VISI.NEWS | BANDUNG – Pemerhati Kepolisian, Dede Farhan Aulawi, menjelaskan pentingnya penggunaan alat uji kebohongan atau “lie detector” dalam penanganan kasus Vina di Cirebon yang kembali mencuat setelah beredarnya film “Vina”. Kasus pembunuhan dan dugaan ruda paksa ini terjadi pada tahun 2016, namun tidak banyak diketahui publik saat itu. Baru setelah film tersebut tayang, perhatian masyarakat meningkat tajam, disertai dengan pemberitaan yang simpang siur dan keterangan yang bertolak belakang di media.
“Kasus ini menjadi teka-teki publik karena banyaknya alibi yang mengalir deras di media sosial,” ujar Dede kepada VISI.NEWS, Selasa (11/6/2024).
Dede menjelaskan bahwa alat uji kebohongan dapat menjadi instrumen penting untuk mengungkap kebenaran di balik berbagai keterangan yang diberikan oleh para pihak yang terlibat.
Dede memaparkan bahwa alat deteksi kebohongan, atau poligraf, dirancang untuk memeriksa tanda-tanda fisik spesifik saat seseorang menjawab pertanyaan. “Perubahan fisiologis seperti denyut nadi, tekanan darah, dan pola pernapasan dapat mendeteksi kebohongan,” jelasnya.
Alat ini mencatat perubahan-perubahan tersebut secara real-time, memberikan indikasi apakah jawaban yang diberikan adalah kebohongan atau kebenaran.
Sejarah penggunaan poligraf di dunia kriminal dimulai oleh John A. Larson, seorang polisi di California, yang mencatat perubahan pola pernapasan dan tekanan darah saat seseorang berbohong. “Larson ingin membuat investigasi polisi lebih ilmiah dan tidak hanya bergantung pada naluri atau ancaman psikologis,” tambah Dede.
Poligraf Larson mencatat perubahan pola pernapasan, tekanan darah, dan denyut nadi secara bersamaan, dan teknologi ini terus berkembang hingga sekarang.
Di Indonesia, penggunaan poligraf dalam pembuktian pidana diatur dalam Perkap No.10 Tahun 2009, yang mengatur tata cara dan persyaratan pemeriksaan teknis kriminalistik. “Poligraf digunakan sebagai alat bantu untuk membuat terang suatu tindak pidana, bukan sebagai alat bukti yang sah di pengadilan,” jelas Dede. Hasil dari poligraf hanya berfungsi sebagai sarana interogasi bagi penyidik.

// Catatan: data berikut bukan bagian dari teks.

//! Draw commands issued to the rendering back end.
//!
//! The scene never draws. Every visible change is expressed as a
//! [`DrawCommand`] appended to the scene's command buffer; the host drains the
//! buffer once per frame and forwards it to whatever sprite/tween engine it
//! uses. Commands serialize to JSON tagged by `op` for hosts across a
//! WASM/JS boundary.

#[cfg(test)]
#[path = "render_test.rs"]
mod render_test;

use serde::Serialize;

use crate::geom::{Point, Rect};

/// Identity of a scene node, shared by the core and the rendering back end.
#[derive(Debug, Clone, PartialEq, Eq, Hash, PartialOrd, Ord, Serialize)]
#[serde(tag = "kind", content = "id", rename_all = "snake_case")]
pub enum NodeId {
    Player(String),
    Match(String),
    Fleet(String),
    Instance(String),
    GameSession(String),
    Queue(String),
    Config(String),
}

/// Directional animation clip played while moving along one axis.
#[derive(Debug, Clone, Copy, PartialEq, Eq, Serialize)]
#[serde(rename_all = "snake_case")]
pub enum Clip {
    WalkLeft,
    WalkRight,
    WalkUp,
    WalkDown,
}

impl Clip {
    /// Clip for a horizontal displacement; `None` when not moving.
    #[must_use]
    pub fn horizontal(dx: f64) -> Option<Self> {
        if dx < 0.0 {
            Some(Self::WalkLeft)
        } else if dx > 0.0 {
            Some(Self::WalkRight)
        } else {
            None
        }
    }

    /// Clip for a vertical displacement; `None` when not moving.
    #[must_use]
    pub fn vertical(dy: f64) -> Option<Self> {
        if dy < 0.0 {
            Some(Self::WalkUp)
        } else if dy > 0.0 {
            Some(Self::WalkDown)
        } else {
            None
        }
    }
}

#[derive(Debug, Clone, PartialEq, Serialize)]
#[serde(tag = "op", rename_all = "snake_case")]
pub enum DrawCommand {
    Spawn { node: NodeId, at: Point, parent: Option<NodeId> },
    Resize { node: NodeId, bounds: Rect },
    Label { node: NodeId, text: String },
    Tween { node: NodeId, to: Point, duration_ms: u64 },
    PlayClip { node: NodeId, clip: Clip },
    FadeOut { node: NodeId, duration_ms: u64 },
    /// Move a node under `parent` (or the scene root) at `at`, relative to the new parent.
    Reparent { node: NodeId, parent: Option<NodeId>, at: Point },
    /// Kill every running tween on the node.
    StopTweens { node: NodeId },
    Destroy { node: NodeId },
}

impl DrawCommand {
    /// The node this command targets.
    #[must_use]
    pub fn node(&self) -> &NodeId {
        match self {
            Self::Spawn { node, .. }
            | Self::Resize { node, .. }
            | Self::Label { node, .. }
            | Self::Tween { node, .. }
            | Self::PlayClip { node, .. }
            | Self::FadeOut { node, .. }
            | Self::Reparent { node, .. }
            | Self::StopTweens { node }
            | Self::Destroy { node } => node,
        }
    }
}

Dede juga menekankan bahwa uji kebohongan mendeteksi gelombang fisik. “Jika seseorang berbohong, gelombang akan bergetar cepat. Sebaliknya, jika jujur, gelombang tidak akan bergetar dengan cepat,” ujarnya.
Dengan tingkat akurasi sekitar 88-95%, poligraf dapat membantu efisiensi kinerja penyidik, meskipun faktor emosional dan keterampilan pemeriksa dapat mempengaruhi hasil.
“Penggunaan lie detector sebagai alat bantu sangat membantu tugas penyidik dalam mengungkap kasus. Semoga alat ini juga bisa membantu mengungkap kasus Vina, sehingga keadilan dapat segera terpenuhi,” pungkas Dede.